2003-09-10 Thread Peter Edwards
There's been few reports of deadlocks in md on the lists recently,
and I walked into it trying to generate flash images for my shiny
new Soekris box. In particular, A previous mail mentioned something
getting stuck in "wdrain": (Message-ID <[EMAIL PROTECTED]>
from [EMAIL PROTECTED])

For the impatient, a way I found around the problem was to mount
the md-backed filesystems with the "sync" option.

I analysed the deadlock a little, and here's a synopsis, in case
they're of use to anyone.

This down as well as I could, and it appears to be an interaction
between three processes. This may (and most likely isn't) the only
md deadlock, but once I otherwise leave the backing file alone, I
don't experience any problems once I mount the filesystem sync,
And, because the underlying filesystem is async, access to the md
filesystem isn't painfully slower than normal.

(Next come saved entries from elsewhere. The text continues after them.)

//! Per (app thread, table) request bookkeeping that blocks a client thread
//! until all shard replies of its request have been processed.

use std::collections::HashMap;
use std::sync::{Arc, Condvar, Mutex};

use crate::mailbox::{Message, TableId, ThreadId};
use crate::utils::ParasyncError;

/// Handler invoked on every reply of a request.
pub type RecvHandle = Box<dyn FnMut(&Message) + Send>;

/// Handler invoked once after the last reply of a request was processed.
pub type FinishHandle = Box<dyn FnMut() + Send>;

type BlockerKey = (ThreadId, TableId);

#[derive(Default)]
struct Handles {
    recv: Option<RecvHandle>,
    finish: Option<FinishHandle>,
}

#[derive(Debug, Default, Clone, Copy)]
struct Tracker {
    expected: usize,
    received: usize,
}

/// Callback runner shared by the client tables of a node and the helper
/// threads feeding them replies.
#[derive(Default)]
pub struct AppBlocker {
    handles: Mutex<HashMap<BlockerKey, Arc<Mutex<Handles>>>>,
    trackers: Mutex<HashMap<BlockerKey, Tracker>>,
    cond: Condvar,
}

impl AppBlocker {
    pub fn new() -> Self {
        Self::default()
    }

    fn handles_of(
        &self,
        key: BlockerKey,
    ) -> Result<Arc<Mutex<Handles>>, ParasyncError> {
        let mut handles = self.handles.lock()?;
        Ok(handles.entry(key).or_default().clone())
    }

    /// Sets the per-reply handler of `(app_thread, model_id)`.
    pub fn register_recv_handle(
        &self,
        app_thread: ThreadId,
        model_id: TableId,
        recv: RecvHandle,
    ) -> Result<(), ParasyncError> {
        self.handles_of((app_thread, model_id))?.lock()?.recv = Some(recv);
        Ok(())
    }

    /// Sets the finish handler of `(app_thread, model_id)`.
    pub fn register_recv_finish_handle(
        &self,
        app_thread: ThreadId,
        model_id: TableId,
        finish: FinishHandle,
    ) -> Result<(), ParasyncError> {
        self.handles_of((app_thread, model_id))?.lock()?.finish = Some(finish);
        Ok(())
    }

    /// Starts a request expecting `expected` replies.
    pub fn new_request(
        &self,
        app_thread: ThreadId,
        model_id: TableId,
        expected: usize,
    ) -> Result<(), ParasyncError> {
        let mut trackers = self.trackers.lock()?;
        trackers.insert(
            (app_thread, model_id),
            Tracker {
                expected,
                received: 0,
            },
        );
        Ok(())
    }

    /// Blocks until every expected reply of the current request has been
    /// processed.
    pub fn wait_request(
        &self,
        app_thread: ThreadId,
        model_id: TableId,
    ) -> Result<(), ParasyncError> {
        let key = (app_thread, model_id);
        let mut trackers = self.trackers.lock()?;
        loop {
            let done = match trackers.get(&key) {
                Some(t) => t.received >= t.expected,
                None => {
                    return logged_err!(
                        "waiting on {} table {} with no request",
                        app_thread,
                        model_id
                    );
                }
            };
            if done {
                return Ok(());
            }
            trackers = self.cond.wait(trackers)?;
        }
    }

    /// Processes one reply: runs the recv handler, then the finish handler
    /// if this is the last expected reply, then counts it and wakes waiters.
    pub fn add_response(
        &self,
        app_thread: ThreadId,
        model_id: TableId,
        msg: &Message,
    ) -> Result<(), ParasyncError> {
        let key = (app_thread, model_id);
        let is_last = match self.trackers.lock()?.get(&key) {
            Some(t) if t.received < t.expected => t.received + 1 == t.expected,
            Some(_) => {
                pf_warn!(
                    "unexpected extra reply for {} table {}",
                    app_thread,
                    model_id
                );
                return Ok(());
            }
            None => {
                pf_warn!(
                    "reply for {} table {} without request",
                    app_thread,
                    model_id
                );
                return Ok(());
            }
        };

        {
            let handles = self.handles_of(key)?;
            let mut handles = handles.lock()?;
            if let Some(recv) = handles.recv.as_mut() {
                recv(msg);
            }
            if is_last {
                if let Some(finish) = handles.finish.as_mut() {
                    finish();
                }
            }
        }

        let mut trackers = self.trackers.lock()?;
        if let Some(t) = trackers.get_mut(&key) {
            t.received += 1;
        }
        self.cond.notify_all();
        Ok(())
    }

    /// Number of replies processed for the current request.
    pub fn received(
        &self,
        app_thread: ThreadId,
        model_id: TableId,
    ) -> Result<Option<usize>, ParasyncError> {
        let trackers = self.trackers.lock()?;
        Ok(trackers.get(&(app_thread, model_id)).map(|t| t.received))
    }
}

#[cfg(test)]
mod blocker_tests {
    use super::*;
    use crate::mailbox::Flag;
    use std::thread;
    use std::time::Duration;

    fn reply(to: ThreadId, tag: u32) -> Message {
        Message::new(ThreadId::server(0, 0), to, 0, Flag::Get)
            .with_data::<u32>(&[tag])
    }

    #[test]
    fn finish_runs_once_after_all_recvs() -> Result<(), ParasyncError> {
        let blocker = Arc::new(AppBlocker::new());
        let app = ThreadId::worker(0, 1);
        let log = Arc::new(Mutex::new(vec![]));

        let recv_log = log.clone();
        blocker.register_recv_handle(
            app,
            0,
            Box::new(move |msg| {
                let tag = msg.get_data::<u32>(0).unwrap()[0];
                recv_log.lock().unwrap().push(format!("recv{}", tag));
            }),
        )?;
        let finish_log = log.clone();
        blocker.register_recv_finish_handle(
            app,
            0,
            Box::new(move || finish_log.lock().unwrap().push("finish".into())),
        )?;

        blocker.new_request(app, 0, 3)?;
        let feeder = {
            let blocker = blocker.clone();
            thread::spawn(move || -> Result<(), ParasyncError> {
                for tag in 0..3 {
                    thread::sleep(Duration::from_millis(5));
                    blocker.add_response(app, 0, &reply(app, tag))?;
                }
                Ok(())
            })
        };
        blocker.wait_request(app, 0)?;
        assert_eq!(
            *log.lock().unwrap(),
            vec!["recv0", "recv1", "recv2", "finish"]
        );
        assert_eq!(blocker.received(app, 0)?, Some(3));
        feeder.join().unwrap()?;
        Ok(())
    }

    #[test]
    fn stray_replies_ignored() -> Result<(), ParasyncError> {
        let blocker = AppBlocker::new();
        let app = ThreadId::worker(0, 0);
        blocker.add_response(app, 0, &reply(app, 0))?;
        assert_eq!(blocker.received(app, 0)?, None);
        assert!(blocker.wait_request(app, 0).is_err());

        blocker.new_request(app, 0, 1)?;
        blocker.add_response(app, 0, &reply(app, 0))?;
        blocker.add_response(app, 0, &reply(app, 1))?;
        assert_eq!(blocker.received(app, 0)?, Some(1));
        blocker.wait_request(app, 0)?;
        Ok(())
    }

    #[test]
    fn zero_expected_does_not_block() -> Result<(), ParasyncError> {
        let blocker = AppBlocker::new();
        let app = ThreadId::worker(0, 0);
        blocker.new_request(app, 7, 0)?;
        blocker.wait_request(app, 7)?;
        Ok(())
    }
}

1: One thread is operating on the filesystem.  In general, this
thread is creating dirty buffers for later processing by
the bufdaemon, and also making direct write requests.  This
doesn't actually participate in the deadlock, but does set
the stage for it.

2: The "md" thread, processing requests from (1), attempts to lock
the vnode for the underlying md device, in order to fulfill
a queued write request on the md device.

3: Meanwhile the bufdaemon has kicked in, and is flushing dirty
buffers. Some of these are for the files on the md filesystem,
some are for the vnode backing the md device itself (actually,
I assume that the flushing of the former causes a sudden
surge in the latter, as the writes to the md filesystem are
converted to writes to the backing vnode)

The bufdaemon has locked the md vnode in order to write bufs to it.
However, it needs to wait for "runningbufspace", which is designed
to limit the number of in-flight async buffer writes.

Once the running buffer space exceeds a high threshold, the scheduler
is blocked, to be awakened when completed async writes bring it
under the low threshold. However, a large chunk of the running buf
space is sitting queued for the md thread to process. The md thread
can't continue without the vnode lock, so the running buffer space
will not fall, and the bufdaemon cannot continue without running
buffer space, so will never release the vnode lock.
-- 
Peter Edwards.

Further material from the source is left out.